Christmas and New Years and the better part of January were spent in New York with my family and friends in New York. It was exciting and relaxing to have a break to see my loved ones there, and be reminded how my life used to be lived. I fell back into a life style of indoor bathrooms stocked with toilet paper and large diverse meals surprisingly quickly. Some things were jarring at first, like the disco, dance-club ambiance my favorite sushi restaurant took on. Other things fell back into place as though I'd never left, like hanging out at a favorite cafe with old friends. It was always in the back of my mind though, that things like sitting in a cafe wouldn't ever be exactly the same for me, at least for awhile The Great Sarah Ferguson once said, and I'm inclined to agree, that visiting home and returning is an important part of Peace Corps service. The effect that visiting home had on me was a solidification of my roles here in Senegal and my identity in general.
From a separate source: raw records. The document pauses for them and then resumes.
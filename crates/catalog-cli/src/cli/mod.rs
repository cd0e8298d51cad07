//! CLI argument definitions using the clap derive API.
//!
//! This module is the *only* place that knows about argument names, aliases,
//! help text, and value enums.  No business logic lives here.

use clap::{Args, Parser, Subcommand, ValueEnum};

pub mod global;
pub use global::{GlobalArgs, OutputFormat};

// ── Top-level CLI ─────────────────────────────────────────────────────────────

/// Main CLI entry-point.
#[derive(Debug, Parser)]
#[command(
    name    = "catalog",
    bin_name = "catalog",
    version  = env!("CARGO_PKG_VERSION"),
    author   = env!("CARGO_PKG_AUTHORS"),
    about    = "Catalog administration for genres",
    long_about = "Create, update, inspect and list genres. Every write is \
                  validated as a whole: name rules and category references \
                  are checked together and reported in one go.",
    after_help = "EXAMPLES:\n\
        \x20 catalog category add 123 456\n\
        \x20 catalog genre create --name Action --category 123 --category 456\n\
        \x20 catalog genre list --search act --sort createdAt --dir desc\n\
        \x20 catalog completions bash > /usr/share/bash-completion/completions/catalog",
    arg_required_else_help = true,
    subcommand_required    = true,
)]
pub struct Cli {
    /// Flags available on every subcommand.
    #[command(flatten)]
    pub global: GlobalArgs,

    /// Subcommand to execute.
    #[command(subcommand)]
    pub command: Commands,
}

// ── Subcommands ───────────────────────────────────────────────────────────────

/// All available subcommands.
#[derive(Debug, Subcommand)]
pub enum Commands {
    /// Manage genres.
    #[command(visible_alias = "g", about = "Manage genres", subcommand)]
    Genre(GenreCommands),

    /// Manage the known category ids.
    #[command(about = "Manage known categories", subcommand)]
    Category(CategoryCommands),

    /// Initialise configuration and the data file.
    #[command(
        about = "Initialise configuration",
        after_help = "EXAMPLES:\n\
            \x20 catalog init\n\
            \x20 catalog init --force"
    )]
    Init(InitArgs),

    /// Generate shell completion scripts.
    #[command(
        about = "Generate shell completions",
        after_help = "EXAMPLES:\n\
            \x20 catalog completions bash > ~/.local/share/bash-completion/completions/catalog\n\
            \x20 catalog completions zsh  > ~/.zfunc/_catalog\n\
            \x20 catalog completions fish > ~/.config/fish/completions/catalog.fish"
    )]
    Completions(CompletionsArgs),

    /// Inspect the configuration.
    #[command(
        about = "Configuration management",
        subcommand,
        after_help = "EXAMPLES:\n\
            \x20 catalog config get storage.data_file\n\
            \x20 catalog config list"
    )]
    Config(ConfigCommands),
}

// ── genre ─────────────────────────────────────────────────────────────────────

/// Subcommands for `catalog genre`.
#[derive(Debug, Subcommand)]
pub enum GenreCommands {
    /// Create a genre.
    #[command(
        after_help = "EXAMPLES:\n\
            \x20 catalog genre create --name Action\n\
            \x20 catalog genre create --name Drama --inactive --category 123"
    )]
    Create(GenreWriteArgs),

    /// Replace a genre's name, active flag and categories.
    #[command(
        after_help = "EXAMPLES:\n\
            \x20 catalog genre update 2f6c... --name Action --category 123"
    )]
    Update {
        /// Genre id.
        #[arg(value_name = "ID")]
        id: String,

        #[command(flatten)]
        fields: GenreWriteArgs,
    },

    /// Show one genre.
    Get {
        /// Genre id.
        #[arg(value_name = "ID")]
        id: String,
    },

    /// Delete a genre. Unknown ids are ignored.
    #[command(visible_alias = "rm")]
    Delete {
        /// Genre id.
        #[arg(value_name = "ID")]
        id: String,
    },

    /// List genres, one page at a time.
    #[command(
        visible_alias = "ls",
        after_help = "EXAMPLES:\n\
            \x20 catalog genre list\n\
            \x20 catalog genre list --search dra --page 1 --per-page 5\n\
            \x20 catalog genre list --sort createdAt --dir desc"
    )]
    List(ListArgs),
}

/// Fields shared by `genre create` and `genre update`.
#[derive(Debug, Args)]
pub struct GenreWriteArgs {
    /// Genre name. Omitting it is reported as a validation error.
    #[arg(short = 'n', long = "name", value_name = "NAME", help = "Genre name")]
    pub name: Option<String>,

    /// Store the genre as inactive.
    #[arg(long = "inactive", help = "Mark the genre inactive")]
    pub inactive: bool,

    /// Category id; repeat for several.
    #[arg(
        short = 'C',
        long = "category",
        value_name = "ID",
        action = clap::ArgAction::Append,
        help = "Category id (repeatable)"
    )]
    pub categories: Vec<String>,
}

/// Arguments for `catalog genre list`.
#[derive(Debug, Args)]
pub struct ListArgs {
    /// Case-insensitive name filter.
    #[arg(short = 's', long = "search", value_name = "TERMS", default_value = "")]
    pub search: String,

    /// Zero-based page index.
    #[arg(short = 'p', long = "page", value_name = "N", default_value_t = 0)]
    pub page: usize,

    /// Page size (defaults to `listing.per_page`).
    #[arg(long = "per-page", value_name = "N")]
    pub per_page: Option<usize>,

    /// Sort field: name, createdAt or updatedAt (defaults to `listing.sort`).
    #[arg(long = "sort", value_name = "FIELD")]
    pub sort: Option<String>,

    /// Sort direction (defaults to `listing.direction`).
    #[arg(long = "dir", value_enum, value_name = "DIR")]
    pub direction: Option<SortDirection>,
}

/// Sort direction as accepted on the command line.
#[derive(Debug, Clone, Copy, PartialEq, Eq, ValueEnum)]
pub enum SortDirection {
    Asc,
    Desc,
}

impl std::fmt::Display for SortDirection {
    fn fmt(&self, f: &mut std::fmt::Formatter<'_>) -> std::fmt::Result {
        match self {
            Self::Asc => write!(f, "asc"),
            Self::Desc => write!(f, "desc"),
        }
    }
}

// ── category ──────────────────────────────────────────────────────────────────

/// Subcommands for `catalog category`.
#[derive(Debug, Subcommand)]
pub enum CategoryCommands {
    /// Register category ids so genres can reference them.
    Add {
        /// One or more category ids.
        #[arg(value_name = "ID", required = true, num_args = 1..)]
        ids: Vec<String>,
    },
    /// Print every known category id.
    #[command(visible_alias = "ls")]
    List,
}

// ── init ──────────────────────────────────────────────────────────────────────

/// Arguments for `catalog init`.
#[derive(Debug, Args)]
pub struct InitArgs {
    /// Overwrite an existing config file.
    #[arg(short = 'f', long = "force", help = "Overwrite existing configuration")]
    pub force: bool,
}

// ── completions ───────────────────────────────────────────────────────────────

/// Arguments for `catalog completions`.
#[derive(Debug, Args)]
pub struct CompletionsArgs {
    /// Target shell.
    #[arg(value_enum, help = "Shell to generate completions for")]
    pub shell: Shell,
}

/// Supported shells for completion generation.
#[derive(Debug, Clone, Copy, ValueEnum)]
pub enum Shell {
    Bash,
    Zsh,
    Fish,
    PowerShell,
    Elvish,
}

// ── config subcommands ────────────────────────────────────────────────────────

/// Subcommands for `catalog config`.
#[derive(Debug, Subcommand)]
pub enum ConfigCommands {
    /// Print the value of a configuration key.
    Get {
        /// Dotted key path, e.g. `listing.per_page`.
        key: String,
    },
    /// Print all configuration values.
    List,
    /// Print the path to the active configuration file.
    Path,
}

// ── tests ─────────────────────────────────────────────────────────────────────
I'm not just a volunteer in service to Senegal who bikes through sand to teach people about rice cropping sometimes, I'm also an New Yorker who rides the subway to a rock concert sometimes. Not that I'd forgotten who I was before Peace Corps, but for the first time it was very obvious all the new things I've become since.
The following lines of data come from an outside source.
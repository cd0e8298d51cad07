//! Command handlers, one module per top-level subcommand.
//!
//! Handlers translate arguments into use-case inputs, run them and render
//! the result. No business rules live here.

pub mod category;
pub mod completions;
pub mod config;
pub mod genre;
pub mod init;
Late January found me hurtling along at the bumpy medium pace of Senegalese public transportation from the airport to the city of Kaffrine. It was there I'd meet two farmers from my village to bring them on a week long training-of-trainers in earthworks myself and three other Peace Corps Volunteers had been planning for months. The project went very well and served to distract from the 'back from the U.S. blues' volunteers talk about but which I had yet to experience for myself, and have yet to now a month and a half later.

Some of the time since then has been filled with Peace Corps work like conducting surveys with farmers about local rice cropping knowledge, gardening at the Master Farm, and planning Girls Camp. But much of the time since I've been back has been spent doing what I call 'Other Peace Corps Work'. As Work Zone Coordinator of my region I created and presented a report about volunteer projects and partnerships, a plan for future work and villages for new volunteers to live in, and volunteer feedback to our administrative leadership. I attended and presented at a conference of all West Africa volunteers where work from all over this part of continent was shared. I spoke there about a document I created for other volunteers to follow if they want to hold an earthworks training-of-trainers tour, making our past work replicable. My final other 'Other Peace Corps Work' in the past month was creating training documents and assisting in the training of new agriculture volunteers. I consider all of this 'Other Peace Corps Work' because it doesn't directly effect the Senegalese people like a training-of-trainers in earthworks, but instead builds capacity (i.e.: helps Peace Corps Senegal as a whole help people).

I find I am good at this work and look forward to doing this type of during a long career in agriculture and food systems development, but for now I look forward to getting back to working one-on-one with farmers in the middle of no-where in my village, while I still can. This is the image of the traditional Peace Corps work, which along with the 'Other Peace Corps Work' does still exist in some sense. Although the heat on the thermometer is up (along with career search pressure), its time to dial up the 'original' Peace Corps work and prepare perfect for my rainy season projects.